▶ [SUPPLIED INFORMATION]:
..............................

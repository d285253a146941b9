// Copyright (c) 2025-2026 Adrian Robinson. Licensed under the AGPL-3.0.
// See LICENSE file in the project root for full license text.

//! Bounded retry executor.
//!
//! A [`RetryBlock`] owns a bounded queue and a dispatcher task. The
//! dispatcher takes a [`Bulkhead`] permit per item and runs the handler on
//! a worker task, so at most `max_concurrency` items are in flight.
//!
//! ```text
//! post() ──→ [bounded mpsc] ──→ dispatcher ──permit──→ worker
//!                                                        │
//!                                  fail: sleep backoff ←─┤
//!                                  success / exhausted ←─┘
//! ```
//!
//! An item that keeps failing is attempted exactly `maximum_attempts` times,
//! then logged at `error!` and dropped. [`drain()`](RetryBlock::drain)
//! closes the queue and waits for queued and in-flight items;
//! [`shutdown()`](RetryBlock::shutdown) additionally abandons items that
//! are waiting out a backoff.

use crate::config::RetryBlockConfig;
use crate::error::{ProgressError, Result};
use crate::metrics;
use crate::resilience::{sleep_or_shutdown, Bulkhead, RetrySchedule};
use std::future::Future;
use std::pin::Pin;
use std::sync::atomic::{AtomicU64, Ordering};
use std::sync::Arc;
use tokio::sync::{mpsc, watch, Mutex};
use tokio::task::{JoinHandle, JoinSet};
use tracing::{debug, error, info_span, trace, warn, Instrument};

type Attempt = Pin<Box<dyn Future<Output = Result<()>> + Send>>;
type Handler<T> = Arc<dyn Fn(T) -> Attempt + Send + Sync>;

/// A unit of work and the attempts already spent on it.
#[derive(Debug, Clone)]
pub struct RetryItem<T> {
    pub item: T,
    pub attempts: u32,
}

/// Counters for a retry block.
#[derive(Debug, Clone, Copy, Default, PartialEq, Eq)]
pub struct RetryStats {
    /// Items whose handler eventually succeeded.
    pub completed: u64,
    /// Individual failed attempts.
    pub failed_attempts: u64,
    /// Items dropped after `maximum_attempts` failures.
    pub exhausted: u64,
    /// Items dropped because shutdown interrupted their backoff.
    pub abandoned: u64,
}

#[derive(Default)]
struct Counters {
    completed: AtomicU64,
    failed_attempts: AtomicU64,
    exhausted: AtomicU64,
    abandoned: AtomicU64,
}

struct Worker<T> {
    name: String,
    handler: Handler<T>,
    schedule: RetrySchedule,
    maximum_attempts: u32,
    counters: Counters,
}

impl<T: Clone + Send + 'static> Worker<T> {
    /// One attempt. Returns the error on failure.
    async fn attempt(&self, retry: &mut RetryItem<T>) -> Result<()> {
        retry.attempts += 1;
        let result = (self.handler)(retry.item.clone()).await;
        match &result {
            Ok(()) => {
                self.counters.completed.fetch_add(1, Ordering::Relaxed);
                metrics::record_retry_attempt(&self.name, true);
            }
            Err(_) => {
                self.counters.failed_attempts.fetch_add(1, Ordering::Relaxed);
                metrics::record_retry_attempt(&self.name, false);
            }
        }
        result
    }

    fn exhausted(&self, retry: &RetryItem<T>, e: &ProgressError) -> bool {
        if retry.attempts < self.maximum_attempts {
            return false;
        }
        error!(
            block = %self.name,
            attempts = retry.attempts,
            error = %e,
            "Retry attempts exhausted, discarding item"
        );
        self.counters.exhausted.fetch_add(1, Ordering::Relaxed);
        metrics::record_retry_exhausted(&self.name);
        true
    }

    async fn process(&self, mut retry: RetryItem<T>, mut shutdown_rx: watch::Receiver<bool>) {
        loop {
            if retry.attempts > 0 {
                let delay = self.schedule.delay_for_attempt(retry.attempts);
                if !sleep_or_shutdown(delay, &mut shutdown_rx).await {
                    warn!(
                        block = %self.name,
                        attempts = retry.attempts,
                        "Shutdown during backoff, abandoning item"
                    );
                    self.counters.abandoned.fetch_add(1, Ordering::Relaxed);
                    return;
                }
            }

            match self.attempt(&mut retry).await {
                Ok(()) => {
                    if retry.attempts > 1 {
                        debug!(block = %self.name, attempts = retry.attempts, "Item succeeded after retry");
                    }
                    return;
                }
                Err(e) => {
                    if self.exhausted(&retry, &e) {
                        return;
                    }
                    debug!(
                        block = %self.name,
                        attempts = retry.attempts,
                        error = %e,
                        "Attempt failed, will retry"
                    );
                }
            }
        }
    }
}

/// Bounded-concurrency executor with per-item retry and backoff.
pub struct RetryBlock<T> {
    worker: Arc<Worker<T>>,
    sender: Mutex<Option<mpsc::Sender<RetryItem<T>>>>,
    dispatcher: Mutex<Option<JoinHandle<()>>>,
    shutdown_tx: watch::Sender<bool>,
}

impl<T: Clone + Send + Sync + 'static> RetryBlock<T> {
    /// Create the block and spawn its dispatcher.
    ///
    /// Must be called from within a Tokio runtime.
    pub fn new<F, Fut>(name: impl Into<String>, config: &RetryBlockConfig, handler: F) -> Self
    where
        F: Fn(T) -> Fut + Send + Sync + 'static,
        Fut: Future<Output = Result<()>> + Send + 'static,
    {
        let handler: Handler<T> = Arc::new(move |item| -> Attempt { Box::pin(handler(item)) });
        let worker = Arc::new(Worker {
            name: name.into(),
            handler,
            schedule: config.schedule(),
            maximum_attempts: config.maximum_attempts.max(1),
            counters: Counters::default(),
        });

        let (tx, rx) = mpsc::channel(config.queue_capacity.max(1));
        let (shutdown_tx, shutdown_rx) = watch::channel(false);
        let bulkhead = Arc::new(Bulkhead::new(config.max_concurrency));

        let span = info_span!("retry_block", block = %worker.name);
        let dispatcher = tokio::spawn(
            dispatch(Arc::clone(&worker), rx, bulkhead, shutdown_rx).instrument(span),
        );

        Self {
            worker,
            sender: Mutex::new(Some(tx)),
            dispatcher: Mutex::new(Some(dispatcher)),
            shutdown_tx,
        }
    }

    pub fn name(&self) -> &str {
        &self.worker.name
    }

    async fn enqueue(&self, retry: RetryItem<T>) -> Result<()> {
        let sender = self.sender.lock().await.clone().ok_or(ProgressError::Shutdown)?;
        sender.send(retry).await.map_err(|_| ProgressError::Shutdown)
    }

    /// Queue an item for processing. Waits only if the queue is full.
    ///
    /// Fails with [`ProgressError::Shutdown`] once the block is draining.
    pub async fn post(&self, item: T) -> Result<()> {
        self.enqueue(RetryItem { item, attempts: 0 }).await
    }

    /// Attempt the item on the caller's task; on failure queue it for
    /// retry with one attempt already spent.
    pub async fn post_async(&self, item: T) -> Result<()> {
        if self.sender.lock().await.is_none() {
            return Err(ProgressError::Shutdown);
        }
        let mut retry = RetryItem { item, attempts: 0 };
        match self.worker.attempt(&mut retry).await {
            Ok(()) => Ok(()),
            Err(e) if self.worker.exhausted(&retry, &e) => Ok(()),
            Err(e) => {
                debug!(block = %self.worker.name, error = %e, "Immediate attempt failed, queueing");
                self.enqueue(retry).await
            }
        }
    }

    /// Stop accepting items and wait until every queued and in-flight item
    /// has completed or been discarded.
    pub async fn drain(&self) {
        self.sender.lock().await.take();
        if let Some(handle) = self.dispatcher.lock().await.take() {
            if let Err(e) = handle.await {
                error!(block = %self.worker.name, error = %e, "Retry dispatcher panicked");
            }
        }
    }

    /// Like [`drain()`](Self::drain), but items waiting on a backoff are
    /// abandoned instead of retried.
    pub async fn shutdown(&self) {
        self.shutdown_tx.send_replace(true);
        self.drain().await;
    }

    pub fn stats(&self) -> RetryStats {
        let c = &self.worker.counters;
        RetryStats {
            completed: c.completed.load(Ordering::Relaxed),
            failed_attempts: c.failed_attempts.load(Ordering::Relaxed),
            exhausted: c.exhausted.load(Ordering::Relaxed),
            abandoned: c.abandoned.load(Ordering::Relaxed),
        }
    }
}

async fn dispatch<T: Clone + Send + Sync + 'static>(
    worker: Arc<Worker<T>>,
    mut rx: mpsc::Receiver<RetryItem<T>>,
    bulkhead: Arc<Bulkhead>,
    shutdown_rx: watch::Receiver<bool>,
) {
    let mut workers = JoinSet::new();

    while let Some(retry) = rx.recv().await {
        let permit = match bulkhead.acquire().await {
            Ok(permit) => permit,
            Err(e) => {
                error!(error = %e, "Bulkhead closed, dropping item");
                break;
            }
        };
        trace!(in_flight = bulkhead.in_flight(), limit = bulkhead.limit(), "Dispatching item");
        let worker = Arc::clone(&worker);
        let shutdown_rx = shutdown_rx.clone();
        workers.spawn(async move {
            let _permit = permit;
            worker.process(retry, shutdown_rx).await;
        });

        while let Some(finished) = workers.try_join_next() {
            if let Err(e) = finished {
                error!(error = %e, "Retry worker panicked");
            }
        }
    }

    while let Some(finished) = workers.join_next().await {
        if let Err(e) = finished {
            error!(error = %e, "Retry worker panicked");
        }
    }
    debug!("Retry dispatcher stopped");
}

..............................

Retype the listing above, word for word, from its first line to the line containing "and in-flight items;", both ends included.

repository d285253a146941b9
// Copyright (c) 2025-2026 Adrian Robinson. Licensed under the AGPL-3.0.
// See LICENSE file in the project root for full license text.

//! Bounded retry executor.
//!
//! A [`RetryBlock`] owns a bounded queue and a dispatcher task. The
//! dispatcher takes a [`Bulkhead`] permit per item and runs the handler on
//! a worker task, so at most `max_concurrency` items are in flight.
//!
//! ```text
//! post() ──→ [bounded mpsc] ──→ dispatcher ──permit──→ worker
//!                                                        │
//!                                  fail: sleep backoff ←─┤
//!                                  success / exhausted ←─┘
//! ```
//!
//! An item that keeps failing is attempted exactly `maximum_attempts` times,
//! then logged at `error!` and dropped. [`drain()`](RetryBlock::drain)
//! closes the queue and waits for queued and in-flight items;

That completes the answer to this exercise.